Another issue that Joiner and their staff are tackling is homelessness, which has reached staggering levels in Oakland and other cities in the San Francisco Bay Area. They’ve volunteered at homeless encampments, and help people find housing, including those who’ve talked to them in the store about their housing struggles. “I have time. A part of having time is using it toward someone else’s happiness,” Joiner says. “It’s not just about sex toys.”
Like Joiner, Jennifer Pritchett (who goes by JP and uses they/them pronouns as well) created the sex shop they themselves needed. Smitten Kitten, an education-based store they opened in 2003 in Minneapolis, sells non-toxic, ethically-made toys, so no customers have to endure the skin irritation or other bad experiences JP did after unknowingly buying toxic products years ago.
Their experience voraciously reading the books in their college’s LGBT center library inspired Smitten Kitten’s lending library, which carries titles on everything from BDSM and polyamory, to transgender sex work and sexual violence survivorship — “books that might not be available at your local library, stuff people would be embarrassed to take out,” JP explains.

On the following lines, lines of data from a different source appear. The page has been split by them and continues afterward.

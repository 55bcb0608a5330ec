//! The scripting-side entry point: `VisionCameraProxy`.
//!
//! [`BridgeProxy::install`] publishes one userdata global in the main Lua
//! state and in the worklet Lua state. Scripts see exactly four members:
//!
//! ```lua
//! VisionCameraProxy.setFrameProcessor(viewTag, { type = "frame-processor", frameProcessor = fn })
//! VisionCameraProxy.removeFrameProcessor(viewTag)
//! local plugin = VisionCameraProxy.getFrameProcessorPlugin("name", { option = 1 })
//! if VisionCameraProxy.isSkiaEnabled then ... end
//! ```
//!
//! The globals hold a weak reference to the proxy state. The returned
//! [`BridgeProxy`] is the only owner; dropping it invalidates both buffer
//! caches and releases the platform, after which every script call fails
//! with [`BridgeError::ContextDestroyed`].

use crate::buffer_cache::BufferCache;
use crate::config::BridgeConfig;
use crate::context::{ExecutionContext, WorkletContext};
use crate::error::{BridgeError, Result};
use crate::marshal::lua_table_to_map;
use crate::platform::PlatformProxy;
use crate::plugin::PluginHandle;
use crate::processor::{FrameProcessor, ProcessorBinding, ProcessorKind, ViewTag};
use crate::value::NativeMap;
use mlua::{Function, Lua, MetaMethod, UserData, UserDataMethods, Value, Variadic};
use parking_lot::Mutex;
use std::collections::BTreeSet;
use std::fmt;
use std::str::FromStr;
use std::sync::{Arc, OnceLock, Weak};
use tracing::{debug, info};

/// Members of the proxy object, in enumeration order.
#[derive(Clone, Copy, Debug, PartialEq, Eq, Hash)]
pub enum ProxyProperty {
    SetFrameProcessor,
    RemoveFrameProcessor,
    GetFrameProcessorPlugin,
    IsSkiaEnabled,
}

impl ProxyProperty {
    pub const ALL: [Self; 4] = [
        Self::SetFrameProcessor,
        Self::RemoveFrameProcessor,
        Self::GetFrameProcessorPlugin,
        Self::IsSkiaEnabled,
    ];

    pub fn as_str(self) -> &'static str {
        match self {
            Self::SetFrameProcessor => "setFrameProcessor",
            Self::RemoveFrameProcessor => "removeFrameProcessor",
            Self::GetFrameProcessorPlugin => "getFrameProcessorPlugin",
            Self::IsSkiaEnabled => "isSkiaEnabled",
        }
    }
}

impl fmt::Display for ProxyProperty {
    fn fmt(&self, f: &mut fmt::Formatter<'_>) -> fmt::Result {
        f.write_str(self.as_str())
    }
}

impl FromStr for ProxyProperty {
    type Err = BridgeError;

    fn from_str(s: &str) -> Result<Self> {
        Self::ALL
            .into_iter()
            .find(|property| property.as_str() == s)
            .ok_or_else(|| BridgeError::invalid_argument(format!("unknown proxy property {s:?}")))
    }
}

struct ProxyState {
    platform: Arc<dyn PlatformProxy>,
    worklet: Arc<WorkletContext>,
    buffers: Arc<BufferCache>,
    js_context: ExecutionContext,
    skia_enabled: OnceLock<bool>,
    /// View tags bound through this proxy; unbound again at teardown.
    installed: Mutex<BTreeSet<ViewTag>>,
}

fn skia_unavailable() -> BridgeError {
    let reason = if cfg!(feature = "skia") {
        "Skia is not yet implemented on this platform!"
    } else {
        "Skia is not installed!"
    };
    BridgeError::UnavailableCapability(format!("system/skia-unavailable: {reason}"))
}

fn describe(value: &Value<'_>) -> String {
    match value {
        Value::Integer(i) => i.to_string(),
        Value::Number(n) => n.to_string(),
        other => other.type_name().to_string(),
    }
}

fn view_tag_from(value: &Value<'_>) -> Result<ViewTag> {
    let raw = match value {
        Value::Integer(i) => Some(*i),
        Value::Number(n) if n.is_finite() && n.fract() == 0.0 => Some(*n as i64),
        _ => None,
    };
    raw.and_then(|raw| i32::try_from(raw).ok())
        .and_then(ViewTag::new)
        .ok_or_else(|| {
            BridgeError::invalid_argument(format!(
                "viewTag must be a non-negative integer, got {}",
                describe(value)
            ))
        })
}

/// Drop the receiver when a method was called with `:` syntax.
fn method_args(args: Variadic<Value<'_>>) -> Vec<Value<'_>> {
    let mut args = args.to_vec();
    if let Some(Value::UserData(ud)) = args.first() {
        if ud.is::<ProxyObject>() {
            args.remove(0);
        }
    }
    args
}

impl ProxyState {
    fn is_skia_enabled(&self) -> bool {
        *self.skia_enabled.get_or_init(|| cfg!(feature = "skia"))
    }

    fn set_frame_processor(&self, lua: &Lua, args: &[Value<'_>]) -> Result<()> {
        let tag = view_tag_from(args.first().unwrap_or(&Value::Nil))?;
        let descriptor = match args.get(1) {
            Some(Value::Table(table)) => table,
            other => {
                return Err(BridgeError::invalid_argument(format!(
                    "setFrameProcessor: second argument must be a frame processor object, got {}",
                    other.map_or("no value", Value::type_name)
                )));
            }
        };

        let kind: ProcessorKind = match descriptor.get::<_, Value>("type")? {
            Value::String(kind) => kind.to_str()?.parse()?,
            other => {
                return Err(BridgeError::invalid_argument(format!(
                    "FrameProcessor.type must be a string, got {}",
                    other.type_name()
                )));
            }
        };

        if kind == ProcessorKind::SkiaFrameProcessor {
            return Err(skia_unavailable());
        }

        let function: Function = match descriptor.get::<_, Value>("frameProcessor")? {
            Value::Function(function) => function,
            other => {
                return Err(BridgeError::invalid_argument(format!(
                    "FrameProcessor.frameProcessor must be a function, got {}",
                    other.type_name()
                )));
            }
        };

        let worklet = self.worklet.create_worklet(lua, function)?;
        let processor = FrameProcessor::new(
            worklet,
            Arc::clone(&self.worklet),
            Arc::clone(&self.buffers),
        );
        self.platform.set_frame_processor(
            tag,
            ProcessorBinding {
                kind,
                processor: Arc::new(processor),
            },
        );
        self.installed.lock().insert(tag);
        debug!(view_tag = %tag, kind = %kind, "Frame processor installed");
        Ok(())
    }

    fn remove_frame_processor(&self, args: &[Value<'_>]) -> Result<()> {
        let tag = view_tag_from(args.first().unwrap_or(&Value::Nil))?;
        self.platform.remove_frame_processor(tag);
        self.installed.lock().remove(&tag);
        debug!(view_tag = %tag, "Frame processor removed");
        Ok(())
    }

    fn get_frame_processor_plugin<'lua>(
        &self,
        lua: &'lua Lua,
        args: &[Value<'lua>],
    ) -> Result<Value<'lua>> {
        if args.len() > 2 {
            return Err(BridgeError::invalid_argument(format!(
                "getFrameProcessorPlugin expects (pluginName, options?), got {} arguments",
                args.len()
            )));
        }
        let name = match args.first() {
            Some(Value::String(name)) => name.to_str()?.to_owned(),
            _ => {
                return Err(BridgeError::invalid_argument(
                    "First argument needs to be a string (pluginName)!",
                ));
            }
        };
        let options = match args.get(1) {
            None | Some(Value::Nil) => NativeMap::new(),
            Some(Value::Table(table)) => lua_table_to_map(table)?,
            Some(other) => {
                return Err(BridgeError::invalid_argument(format!(
                    "Second argument (options) must be an object, got {}",
                    other.type_name()
                )));
            }
        };

        let Some(plugin) = self.platform.get_frame_processor_plugin(&name, &options)? else {
            debug!(plugin = %name, "Frame processor plugin not found");
            return Ok(Value::Nil);
        };
        let handle = PluginHandle::new(name, options, plugin, Arc::clone(&self.buffers));
        Ok(Value::UserData(lua.create_userdata(handle)?))
    }
}
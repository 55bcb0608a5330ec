//! Error types for vision-bridge

use crate::config::ConfigError;
use thiserror::Error;

/// Result type alias using the library's Error type
pub type Result<T> = std::result::Result<T, BridgeError>;

/// A value that cannot be converted between the Lua and native object models.
#[derive(Error, Debug, Clone, PartialEq, Eq)]
pub enum MarshalError {
    /// Functions, coroutines and foreign userdata have no native counterpart
    #[error("cannot marshal a Lua {0} value")]
    Unsupported(&'static str),

    #[error("table keys must be strings, found a {0} key")]
    NonStringKey(&'static str),

    /// Integer keys that do not form a `1..n` sequence
    #[error("table mixes sequence and mapping entries")]
    MixedTable,

    #[error("string is not valid UTF-8")]
    InvalidUtf8,

    /// Usually a table that contains itself
    #[error("value nesting exceeds {0} levels")]
    TooDeep(usize),

    #[error("expected a mapping, got a {0}")]
    ExpectedMap(&'static str),

    /// The Lua engine failed while the value was being read
    #[error("lua engine error while reading value: {0}")]
    Engine(String),
}

/// Main error type for vision-bridge
#[derive(Error, Debug)]
pub enum BridgeError {
    /// Missing or malformed call arguments, unknown processor type
    #[error("invalid argument: {0}")]
    InvalidArgument(String),

    /// A processing mode that is not compiled in or not supported here
    #[error("{0}")]
    UnavailableCapability(String),

    #[error("marshal error: {0}")]
    Marshal(#[from] MarshalError),

    /// The native plugin failed while being initialized or called
    #[error("frame processor plugin \"{plugin}\" failed: {message}")]
    NativeInvocation { plugin: String, message: String },

    /// The proxy was used after its owning platform context tore it down
    #[error("VisionCameraProxy has been destroyed")]
    ContextDestroyed,

    /// Worklet thread failures and errors thrown by worklet scripts
    #[error("worklet error: {0}")]
    Worklet(String),

    #[error("lua error: {0}")]
    Lua(#[from] mlua::Error),

    #[error("config error: {0}")]
    Config(#[from] ConfigError),
}

impl BridgeError {
    pub(crate) fn invalid_argument(message: impl Into<String>) -> Self {
        Self::InvalidArgument(message.into())
    }

    /// Find the `BridgeError` a Rust callback raised somewhere inside an
    /// `mlua::Error` chain.
    pub fn find(err: &mlua::Error) -> Option<&BridgeError> {
        match err {
            mlua::Error::ExternalError(inner) => inner.downcast_ref::<BridgeError>(),
            mlua::Error::CallbackError { cause, .. } => Self::find(cause),
            _ => None,
        }
    }
}

impl From<BridgeError> for mlua::Error {
    fn from(err: BridgeError) -> Self {
        match err {
            BridgeError::Lua(inner) => inner,
            other => mlua::Error::external(other),
        }
    }
}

Smitten Kitten offers a bunch of other community resources, too, including workshops on consent, the anatomy of arousal, and anal play, and flies in educators from outside the Midwest, such as Joan Price, who recently taught a class to seniors about sex after a partner dies. The store also donates money, products, and time to fundraising efforts for queer and trans communities.
Indeed, inclusivity is pretty much baked into everything Smitten Kitten does, JP tells Mic. All its staff members “are marginalized in one way or another,” they note. The space is built with accessibility in mind, and the store even offers sex education in American Sign Language.
Beyond Smitten Kitten and Feelmore, other progressive, inclusive sex shops have cropped up across the country, including Sugar in Baltimore, Self Serve in Albuquerque, and She Bop in Portland. But while there’s been a steady increase in these businesses, there hasn’t been an explosion of them, largely because of the many challenges they face — which also makes their future tenuous, Comella says. “These are not easy businesses to start.”
Not only are brick and mortar retailers in general struggling in the age of online shopping, but banks typically don’t loan to sex toy stores, forcing many entrepreneurs to max out on credit cards or borrow money from friends and family. Landlords tend to be reluctant to rent to them, too. (It took about five years for Joiner to secure a space for Feelmore.) Zoning regulations often restrict them to desolate industrial areas, and owners frequently need to negotiate with community members who feel uncomfortable with a sex shop opening up in their neighborhood.
While it’s easier than ever to buy sex toys on Amazon, these spaces are still relevant, and their benefits ripple beyond the marginalized communities who find refuge in them, their owners argue. For starters, they help people communicate about sex in an accurate, honest way — “a life skill, whether it's talking to your kids about sex, or your doctor,” JP says. And with people of color underrepresented in business management, it’s important for communities of color to see stores like Feelmore under management that looks like them, Joiner says. “That has an impact, showing up in your community and making sure you’re open every day, and people seeing that.”